The core tenet of American foreign diplomacy — the “Peace through Strength” doctrine — has docked at the harbor and returned home.
Americans are looking at violence in a whole new light after recent national tragedies — ones so great, I need not name them. But what can an American learn about violence from looking at superhero movies, Thomas Hobbes’s work “Leviathan” and United States foreign diplomacy?
The answer: quite a lot.
American culture is as loud and brash as the American stereotype, and director Christopher Nolan’s “The Dark Knight Rises” is a palpable example.
I recently watched the film, having been a Batman fan for years, and was thoroughly disappointed in both the series and the portrayal of American culture. It is lousy with the sound of gunshots, hushed speaking and empty political speeches.
Bruce Wayne (Batman) is weak and weary. The villain of the film, Bane, is a strong, calculating killer with a purpose — he wants to free Gotham City, to create an isolationist island, and tries to do so by playing a shell game with a nuclear weapon roaming about the city.
But the plot of the movie is not enough. You and I have to go deeper into the Batman universe. Let us review the conditions of Gotham City in every film and comic book produced: a vile place fraught with corruption and crime; the police do not do their job, and so comes the billionaire vigilante to save the day.
Factor this in as well: Batman first appeared in an issue of “Detective Comics” (Issue 27) in 1939 and would become its own series in 1940. Bob Kane, Batman’s creator, wrote the series through World War II.
The attack on Pearl Harbor came in December 1941, thus creating a huge wave of American nationalism that worked its way into the writing which appeared in almost every United States publication from “The Atlantic Monthly” to “Batman.” This theme of nationalism has never left nor has the American love of the vigilante hero.

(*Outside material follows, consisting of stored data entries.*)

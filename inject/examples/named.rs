use fibre_inject::{Annotations, ClassDescriptor, Container, Injectable, Injector};
use std::sync::Arc;

// --- Abstraction and Implementations ---
trait MessageSender: Send + Sync {
  fn send(&self, to: &str, message: &str) -> String;
}

struct EmailSender;
impl MessageSender for EmailSender {
  fn send(&self, to: &str, message: &str) -> String {
    format!("Sending email to {}: '{}'", to, message)
  }
}

struct SmsSender;
impl MessageSender for SmsSender {
  fn send(&self, to: &str, message: &str) -> String {
    format!("Sending SMS to {}: '{}'", to, message)
  }
}

// --- Injection Target ---
#[derive(Default)]
struct Notifier {
  email: Option<Arc<dyn MessageSender>>,
  sms: Option<Arc<dyn MessageSender>>,
}

impl Injectable for Notifier {
  fn describe(class: &mut ClassDescriptor<Self>) {
    class
      .field(
        "email",
        Annotations::inject().named("email"),
        |n: &mut Notifier, v: Arc<dyn MessageSender>| n.email = Some(v),
      )
      .field(
        "sms",
        Annotations::inject().named("sms"),
        |n: &mut Notifier, v: Arc<dyn MessageSender>| n.sms = Some(v),
      );
  }
}

fn main() {
  // --- Registration ---
  // Register both implementations with unique names.
  let container = Container::new();
  container.add_singleton_trait_with_name::<dyn MessageSender>("email", || Arc::new(EmailSender));
  container.add_singleton_trait_with_name::<dyn MessageSender>("sms", || Arc::new(SmsSender));

  // --- Injection ---
  // Each field picks its implementation through its name.
  let mut notifier = Notifier::default();
  Injector::new()
    .inject(&mut notifier, &container)
    .unwrap_or_else(|err| panic!("injection failed: {err}"));

  let result1 = notifier.email.unwrap().send("test@example.com", "Hello from Fibre!");
  let result2 = notifier.sms.unwrap().send("+123456789", "Hello from Fibre!");

  println!("{}", result1);
  println!("{}", result2);

  assert!(result1.contains("email"));
  assert!(result2.contains("SMS"));
}
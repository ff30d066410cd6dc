//! The injection engine.

use crate::config::InjectorConfig;
use crate::container::Bindings;
use crate::descriptor::{ArgMaker, Arguments, ClassDescriptor, Injectable};
use crate::error::InjectError;
use crate::point::{InjectionPoint, MemberRef};
use crate::qualifier::QualifierRegistry;
use crate::resolver;
use crate::scanner::{scan_constructor, scan_members, ConstructorPlan, MemberPlan, ParamPlan};
use dashmap::DashMap;
use std::any::{type_name, Any, TypeId};
use std::fmt;
use std::sync::Arc;
use tracing::{debug, trace};

type ErasedPlan = Arc<dyn Any + Send + Sync>;

/// Injects fields, methods and constructors of [`Injectable`] types from a set
/// of [`Bindings`].
///
/// An `Injector` holds no bindings itself. It can be shared between threads and
/// used against any number of containers.
///
/// ```
/// use fibre_inject::{Annotations, ClassDescriptor, Container, Injectable, Injector};
/// use std::sync::Arc;
///
/// #[derive(Default)]
/// struct Person {
///   firstname: Option<Arc<String>>,
/// }
///
/// impl Injectable for Person {
///   fn describe(class: &mut ClassDescriptor<Self>) {
///     class.field("firstname", Annotations::inject(), |p: &mut Person, v: Arc<String>| {
///       p.firstname = Some(v)
///     });
///   }
/// }
///
/// let container = Container::new();
/// container.add_instance(String::from("Salomon"));
///
/// let mut person = Person::default();
/// Injector::new().inject(&mut person, &container).unwrap();
/// assert_eq!(person.firstname.as_deref().map(String::as_str), Some("Salomon"));
/// ```
pub struct Injector {
  config: InjectorConfig,
  qualifiers: QualifierRegistry,
  members: DashMap<TypeId, ErasedPlan>,
  constructors: DashMap<TypeId, ErasedPlan>,
}

impl Injector {
  /// An injector with the default configuration and no custom qualifier rules.
  pub fn new() -> Self {
    Self::builder().build()
  }

  pub fn builder() -> InjectorBuilder {
    InjectorBuilder::default()
  }

  pub fn with_config(config: InjectorConfig) -> Self {
    Self::builder().config(config).build()
  }

  pub fn config(&self) -> &InjectorConfig {
    &self.config
  }

  pub fn qualifiers(&self) -> &QualifierRegistry {
    &self.qualifiers
  }

  // --- PRIVATE HELPERS ---

  fn plan<P: Send + Sync + 'static>(
    &self,
    cache: &DashMap<TypeId, ErasedPlan>,
    id: TypeId,
    scan: impl FnOnce() -> Result<P, InjectError>,
  ) -> Result<Arc<P>, InjectError> {
    if self.config.cache_scans {
      if let Some(cached) = cache.get(&id) {
        if let Ok(plan) = cached.value().clone().downcast::<P>() {
          trace!(plan = type_name::<P>(), "scan cache hit");
          return Ok(plan);
        }
      }
    }
    let plan = Arc::new(scan()?);
    if self.config.cache_scans {
      cache.insert(id, plan.clone());
    }
    Ok(plan)
  }

  fn member_plan<T: Injectable>(&self) -> Result<Arc<MemberPlan<T>>, InjectError> {
    self.plan(&self.members, TypeId::of::<T>(), || {
      let class = ClassDescriptor::<T>::describe();
      let plan = scan_members(&class, &self.qualifiers)?;
      let methods: Vec<&str> = plan.methods.iter().map(|method| method.member.member).collect();
      debug!(
        class = class.name(),
        fields = plan.fields.len(),
        methods = ?methods,
        "scanned injectable members"
      );
      Ok(plan)
    })
  }

  fn constructor_plan<T: Injectable>(&self) -> Result<Arc<ConstructorPlan<T>>, InjectError> {
    self.plan(&self.constructors, TypeId::of::<T>(), || {
      let class = ClassDescriptor::<T>::describe();
      let plan = scan_constructor(&class, &self.qualifiers)?;
      debug!(
        class = class.name(),
        constructor = plan.member.member,
        params = plan.params.len(),
        "scanned constructor"
      );
      Ok(plan)
    })
  }

  // --- PUBLIC API ---

  /// Injects the inject-marked fields of `target`, then calls its
  /// inject-marked method and those of the values it includes.
  ///
  /// Every point is resolved before anything is written, so a failed
  /// resolution leaves `target` untouched.
  pub fn inject<T: Injectable>(&self, target: &mut T, bindings: &dyn Bindings) -> Result<(), InjectError> {
    let plan = self.member_plan::<T>()?;

    let mut assignments = Vec::with_capacity(plan.fields.len());
    for field in &plan.fields {
      let resolved = resolver::resolve(bindings, &field.point)?;
      assignments.push((field.prepare)(resolved, &field.point)?);
    }
    let mut calls = Vec::with_capacity(plan.methods.len());
    for method in &plan.methods {
      calls.push((method, prepare_arguments(&method.params, bindings)?));
    }

    debug!(class = type_name::<T>(), fields = assignments.len(), "injecting members");
    for assign in assignments {
      assign(&mut *target);
    }
    for (method, makers) in calls {
      let mut arguments = build_arguments(&method.member, &method.params, makers);
      (method.body)(&mut *target, &mut arguments)?;
    }
    Ok(())
  }

  /// Builds a `T` through its constructor.
  ///
  /// Only the constructor is injected; use [`Injector::new_instance_and_inject`]
  /// to inject members as well.
  pub fn new_instance<T: Injectable>(&self, bindings: &dyn Bindings) -> Result<T, InjectError> {
    let plan = self.constructor_plan::<T>()?;
    let makers = prepare_arguments(&plan.params, bindings)?;
    debug!(class = type_name::<T>(), constructor = plan.member.member, "constructing instance");
    let mut arguments = build_arguments(&plan.member, &plan.params, makers);
    (plan.body)(&mut arguments)
  }

  /// Builds a `T` through its constructor, then injects its members.
  pub fn new_instance_and_inject<T: Injectable>(&self, bindings: &dyn Bindings) -> Result<T, InjectError> {
    let mut instance = self.new_instance::<T>(bindings)?;
    self.inject(&mut instance, bindings)?;
    Ok(instance)
  }

  /// The field and method points [`Injector::inject`] would resolve for `T`.
  pub fn injection_points<T: Injectable>(&self) -> Result<Vec<InjectionPoint>, InjectError> {
    Ok(self.member_plan::<T>()?.points())
  }

  /// The parameter points of the constructor [`Injector::new_instance`] would use.
  pub fn constructor_points<T: Injectable>(&self) -> Result<Vec<InjectionPoint>, InjectError> {
    Ok(self.constructor_plan::<T>()?.points())
  }
}

impl Default for Injector {
  fn default() -> Self {
    Self::new()
  }
}

impl fmt::Debug for Injector {
  fn fmt(&self, f: &mut fmt::Formatter<'_>) -> fmt::Result {
    f.debug_struct("Injector")
      .field("config", &self.config)
      .field("qualifiers", &self.qualifiers)
      .field("cached_members", &self.members.len())
      .field("cached_constructors", &self.constructors.len())
      .finish()
  }
}

fn prepare_arguments(params: &[ParamPlan], bindings: &dyn Bindings) -> Result<Vec<ArgMaker>, InjectError> {
  params
    .iter()
    .map(|param| {
      let resolved = resolver::resolve(bindings, &param.point)?;
      (param.prepare)(resolved, &param.point)
    })
    .collect()
}

fn build_arguments(member: &MemberRef, params: &[ParamPlan], makers: Vec<ArgMaker>) -> Arguments {
  let mut arguments = Arguments::new(member.to_string());
  for (param, make) in params.iter().zip(makers) {
    arguments.push(&param.point, make());
  }
  arguments
}

/// Builds an [`Injector`].
#[derive(Default)]
pub struct InjectorBuilder {
  config: InjectorConfig,
  qualifiers: QualifierRegistry,
}

impl InjectorBuilder {
  /// Replaces the configuration. Qualifier rules from `config` are applied
  /// before rules added with [`InjectorBuilder::qualifier`].
  pub fn config(mut self, config: InjectorConfig) -> Self {
    self.config = config;
    self
  }

  pub fn cache_scans(mut self, enabled: bool) -> Self {
    self.config.cache_scans = enabled;
    self
  }

  /// Registers the tag rule of the custom qualifier `name`.
  pub fn qualifier(
    mut self,
    name: impl Into<String>,
    rule: impl Fn(&str) -> String + Send + Sync + 'static,
  ) -> Self {
    self.qualifiers.register(name, rule);
    self
  }

  pub fn build(self) -> Injector {
    let mut qualifiers = QualifierRegistry::new();
    for (name, rule) in &self.config.qualifiers {
      qualifiers.register_rule(name.clone(), rule.clone());
    }
    qualifiers.extend(self.qualifiers);
    debug!(
      cache_scans = self.config.cache_scans,
      qualifiers = qualifiers.len(),
      "built injector"
    );
    Injector {
      config: self.config,
      qualifiers,
      members: DashMap::new(),
      constructors: DashMap::new(),
    }
  }
}
//! Binding keys and the circular-resolution guard.

use crate::types::TypeDescriptor;
use std::any::Any;
use std::cell::RefCell;
use std::collections::HashSet;
use std::fmt;

thread_local! {
  // The bindings currently being produced on this thread. Seeing a key twice
  // means a producer is, directly or not, asking for its own output.
  static RESOLVING_STACK: RefCell<HashSet<BindingKey>> = RefCell::new(HashSet::new());
}

/// An RAII guard that detects circular resolution.
///
/// Creating it pushes the key onto the thread-local resolution stack and panics
/// if the key is already there. Dropping it pops the key.
pub(crate) struct ResolutionGuard {
  key: BindingKey,
}

impl ResolutionGuard {
  pub(crate) fn new(key: BindingKey) -> Self {
    RESOLVING_STACK.with(|stack| {
      let mut stack = stack.borrow_mut();
      if !stack.insert(key.clone()) {
        panic!("Circular dependency detected while resolving binding: {:?}", key);
      }
    });
    Self { key }
  }
}

impl Drop for ResolutionGuard {
  fn drop(&mut self) {
    RESOLVING_STACK.with(|stack| {
      stack.borrow_mut().remove(&self.key);
    });
  }
}

/// Identifies a binding: the bound type, an optional tag and, for factory
/// bindings, the type of the factory's argument.
#[derive(Clone, PartialEq, Eq, Hash)]
pub(crate) struct BindingKey {
  pub(crate) bound: TypeDescriptor,
  pub(crate) tag: Option<String>,
  pub(crate) argument: Option<TypeDescriptor>,
}

impl BindingKey {
  pub(crate) fn new(bound: TypeDescriptor, tag: Option<&str>) -> Self {
    Self {
      bound,
      tag: tag.map(str::to_owned),
      argument: None,
    }
  }

  pub(crate) fn of<T: ?Sized + Any>(tag: Option<&str>) -> Self {
    Self::new(TypeDescriptor::of::<T>(), tag)
  }

  pub(crate) fn factory_of<A: Any, T: ?Sized + Any>(tag: Option<&str>) -> Self {
    Self::new(TypeDescriptor::of::<T>(), tag).with_argument(TypeDescriptor::of::<A>())
  }

  pub(crate) fn with_argument(mut self, argument: TypeDescriptor) -> Self {
    self.argument = Some(argument);
    self
  }
}

impl fmt::Debug for BindingKey {
  fn fmt(&self, f: &mut fmt::Formatter<'_>) -> fmt::Result {
    write!(f, "Key({}", self.bound)?;
    if let Some(argument) = &self.argument {
      write!(f, ", Argument({})", argument)?;
    }
    if let Some(tag) = &self.tag {
      write!(f, ", Tag({})", tag)?;
    }
    f.write_str(")")
  }
}
//! Structural descriptions of the types requested at injection points.

use std::any::{Any, TypeId};
use std::fmt;
use std::hash::{Hash, Hasher};

/// The outermost constructor of a [`TypeDescriptor`].
#[derive(Clone, Copy)]
pub enum TypeHead {
  /// A lazily evaluated value, [`Lazy<V>`](crate::Lazy). One argument.
  Lazy,
  /// The crate's provider handle, [`Provider<L>`](crate::Provider). One argument.
  Provider,
  /// The crate's factory handle, [`Factory<A, L>`](crate::Factory). Two arguments:
  /// the call argument, then the produced value.
  Factory,
  /// A bare zero-argument callable. One argument.
  Function0,
  /// A bare one-argument callable. Two arguments, like `Factory`.
  Function1,
  /// A concrete type or trait object that can be bound in a container.
  Class { id: TypeId, name: &'static str },
}

impl TypeHead {
  fn rank(&self) -> u8 {
    match self {
      TypeHead::Lazy => 0,
      TypeHead::Provider => 1,
      TypeHead::Factory => 2,
      TypeHead::Function0 => 3,
      TypeHead::Function1 => 4,
      TypeHead::Class { .. } => 5,
    }
  }
}

// A class head is identified by its `TypeId` alone; the name is only for display.
impl PartialEq for TypeHead {
  fn eq(&self, other: &Self) -> bool {
    match (self, other) {
      (TypeHead::Class { id: a, .. }, TypeHead::Class { id: b, .. }) => a == b,
      _ => self.rank() == other.rank(),
    }
  }
}

impl Eq for TypeHead {}

impl Hash for TypeHead {
  fn hash<H: Hasher>(&self, state: &mut H) {
    self.rank().hash(state);
    if let TypeHead::Class { id, .. } = self {
      id.hash(state);
    }
  }
}

impl fmt::Debug for TypeHead {
  fn fmt(&self, f: &mut fmt::Formatter<'_>) -> fmt::Result {
    match self {
      TypeHead::Lazy => f.write_str("Lazy"),
      TypeHead::Provider => f.write_str("Provider"),
      TypeHead::Factory => f.write_str("Factory"),
      TypeHead::Function0 => f.write_str("Fn0"),
      TypeHead::Function1 => f.write_str("Fn1"),
      TypeHead::Class { name, .. } => f.write_str(name),
    }
  }
}

/// A normalized description of a requested type: a head plus its ordered
/// generic arguments.
///
/// Leaf descriptors (a [`TypeHead::Class`]) carry no arguments, since a
/// `TypeId` already tells `Vec<String>` apart from `Vec<u8>`. Wrapper heads
/// carry the types they wrap.
#[derive(Clone, PartialEq, Eq, Hash)]
pub struct TypeDescriptor {
  head: TypeHead,
  args: Vec<TypeDescriptor>,
}

impl TypeDescriptor {
  /// Describes the leaf type `T`.
  pub fn of<T: ?Sized + Any>() -> Self {
    Self {
      head: TypeHead::Class {
        id: TypeId::of::<T>(),
        name: std::any::type_name::<T>(),
      },
      args: Vec::new(),
    }
  }

  pub fn lazy(inner: TypeDescriptor) -> Self {
    Self::wrapper(TypeHead::Lazy, vec![inner])
  }

  pub fn provider(inner: TypeDescriptor) -> Self {
    Self::wrapper(TypeHead::Provider, vec![inner])
  }

  pub fn factory(argument: TypeDescriptor, inner: TypeDescriptor) -> Self {
    Self::wrapper(TypeHead::Factory, vec![argument, inner])
  }

  pub fn function0(inner: TypeDescriptor) -> Self {
    Self::wrapper(TypeHead::Function0, vec![inner])
  }

  pub fn function1(argument: TypeDescriptor, inner: TypeDescriptor) -> Self {
    Self::wrapper(TypeHead::Function1, vec![argument, inner])
  }

  fn wrapper(head: TypeHead, args: Vec<TypeDescriptor>) -> Self {
    Self { head, args }
  }

  pub fn head(&self) -> TypeHead {
    self.head
  }

  pub fn args(&self) -> &[TypeDescriptor] {
    &self.args
  }

  /// `true` when the head is a concrete type rather than a wrapper shape.
  pub fn is_leaf(&self) -> bool {
    matches!(self.head, TypeHead::Class { .. })
  }

  /// The `TypeId` of a leaf descriptor.
  pub fn type_id(&self) -> Option<TypeId> {
    match self.head {
      TypeHead::Class { id, .. } => Some(id),
      _ => None,
    }
  }
}

impl fmt::Display for TypeDescriptor {
  fn fmt(&self, f: &mut fmt::Formatter<'_>) -> fmt::Result {
    write!(f, "{:?}", self.head)?;
    if let Some((first, rest)) = self.args.split_first() {
      write!(f, "<{}", first)?;
      for arg in rest {
        write!(f, ", {}", arg)?;
      }
      f.write_str(">")?;
    }
    Ok(())
  }
}

impl fmt::Debug for TypeDescriptor {
  fn fmt(&self, f: &mut fmt::Formatter<'_>) -> fmt::Result {
    write!(f, "TypeDescriptor({})", self)
  }
}
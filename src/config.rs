//! Ambient scheduler configuration.
//!
//! Mirrors `rcommerce_core::config::Config`'s `#[serde(default =
//! "default_...")]` style and TOML-file loading, narrowed to the knobs
//! the scheduler itself needs (§4.1, §4.4, §4.8, §5).

use std::path::Path;

use serde::{Deserialize, Serialize};

use crate::error::{SchedulerError, SchedulerResult};

#[derive(Debug, Clone, Serialize, Deserialize)]
pub struct SchedulerSettings {
    #[serde(default = "default_global_job_limit")]
    pub global_job_limit: usize,

    /// Two consecutive `now()` readings differing by more than this are
    /// treated as a suspend event (§4.1).
    #[serde(default = "default_max_clock_jump_ms")]
    pub max_clock_jump_ms: i64,

    /// Bound on a legitimate `readyAt`, relative to `now`, used by the
    /// expiry sweep to tell a corrupt timestamp from a distant-future one
    /// (§4.8).
    #[serde(default = "default_max_expire_in_ms")]
    pub max_expire_in_ms: i64,

    /// Upper bound on how long a debounced persistence flush may be
    /// delayed after a mutating batch (§4.3).
    #[serde(default = "default_flush_debounce_ms")]
    pub flush_debounce_ms: u64,

    #[serde(default = "default_storage_key")]
    pub storage_key: String,
}

impl Default for SchedulerSettings {
    fn default() -> Self {
        Self {
            global_job_limit: default_global_job_limit(),
            max_clock_jump_ms: default_max_clock_jump_ms(),
            max_expire_in_ms: default_max_expire_in_ms(),
            flush_debounce_ms: default_flush_debounce_ms(),
            storage_key: default_storage_key(),
        }
    }
}

impl SchedulerSettings {
    pub fn load(path: impl AsRef<Path>) -> SchedulerResult<Self> {
        let contents = std::fs::read_to_string(path.as_ref())
            .map_err(|e| SchedulerError::Storage(format!("failed to read config file: {e}")))?;
        let settings: Self = toml::from_str(&contents)
            .map_err(|e| SchedulerError::Deserialization(format!("failed to parse config: {e}")))?;
        settings.validate()?;
        Ok(settings)
    }

    pub fn development() -> Self {
        Self {
            global_job_limit: 200,
            flush_debounce_ms: 250,
            ..Self::default()
        }
    }

    pub fn production() -> Self {
        Self::default()
    }

    pub fn validate(&self) -> SchedulerResult<()> {
        if self.global_job_limit == 0 {
            return Err(SchedulerError::Deserialization(
                "global_job_limit must be > 0".to_string(),
            ));
        }
        if self.max_clock_jump_ms <= 0 {
            return Err(SchedulerError::Deserialization(
                "max_clock_jump_ms must be > 0".to_string(),
            ));
        }
        Ok(())
    }
}

fn default_global_job_limit() -> usize {
    10_000
}

fn default_max_clock_jump_ms() -> i64 {
    // 6 months, per §4.1's stated default.
    6 * 30 * 24 * 60 * 60 * 1000
}

fn default_max_expire_in_ms() -> i64 {
    365 * 24 * 60 * 60 * 1000
}

fn default_flush_debounce_ms() -> u64 {
    1_000
}

fn default_storage_key() -> String {
    "wtm_job_scheduler.snapshot".to_string()
}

This is the reason why characters like Batman are galvanizing. They make us want to fight injustice and conquer evil, yet they promote something which Americans have fought so hard for during the nineteenth century — established law and order.
The reforms of the European Enlightenment are the basis for American law, and the weighty emphasis on the individual is as prevalent in our country today as it was during the Renaissance. During that time, Thomas Hobbes penned his famed book “Leviathan,” which was first published in 1631.
In Chapter 13 of “Leviathan,” Hobbes discusses “The Natural Condition of Mankind Concerning Their Felicity and Misery” and outlines the three principle causes of quarrel: competition, diffidence (lack of self-confidence) and glory. Hobbes claims that when men do not have “a common power to keep them all in awe,” men are prone to be at war with one another — in a state of constant conflict.
“Whatsoever therefore is consequent to a time of war, where every man is enemy to every man, the same consequent to the time wherein men live without other security than what their own strength and their own invention shall furnish them withal. In such condition there is no place for industry, because the fruit thereof is uncertain: and consequently no culture of the earth; no navigation, nor use of the commodities that may be imported by sea; no commodious building; no instruments of moving and removing such things as require much force; no knowledge of the face of the earth; no account of time; no arts; no letters; no society; and which is worst of all, continual fear, and danger of violent death; and the life of man, solitary, poor, nasty, brutish and short,” Hobbes wrote.
Herein lies the necessity for an armed society and the existence of the Second Amendment. At the same time, American culture does not promote the bearing of arms to keep its citizens in awe of one another; America propagates violence based on the third principle of quarrel — glory.
And it is not just at home that Americans quarrel: the United States is in constant quarrel abroad, but the U.S. does so out of competition — to remain a world superpower — and diffidence — fear of Islam and the insecurities of a Christian hegemony — and glory: America.
American: it is a strong national identity that each citizen feels, and Americans are living during a time of political stalemate, economic downturn and violence, at home and overseas.
It becomes easy to glorify fictional American figures such as Batman. A scene in “The Dark Knight Rises” finds Batman questioning his role in Gotham. “They don’t want me,” Bruce Wayne says. “They need you,” Alfred replies.
This romantic notion is reasoning behind United States interventions abroad; it is why individuals feel compelled to carry a firearm in public, despite the legal ruling that concealed carry is not a Second Amendment protected right by the United States Court of Appeals for the 10th Circuit; it is why we love violence, even after tragedies abound.
We do it for the glory, and Hobbes knew that in 1631.
Editor’s Note: This concludes the month-long series discussing human identity and conflict.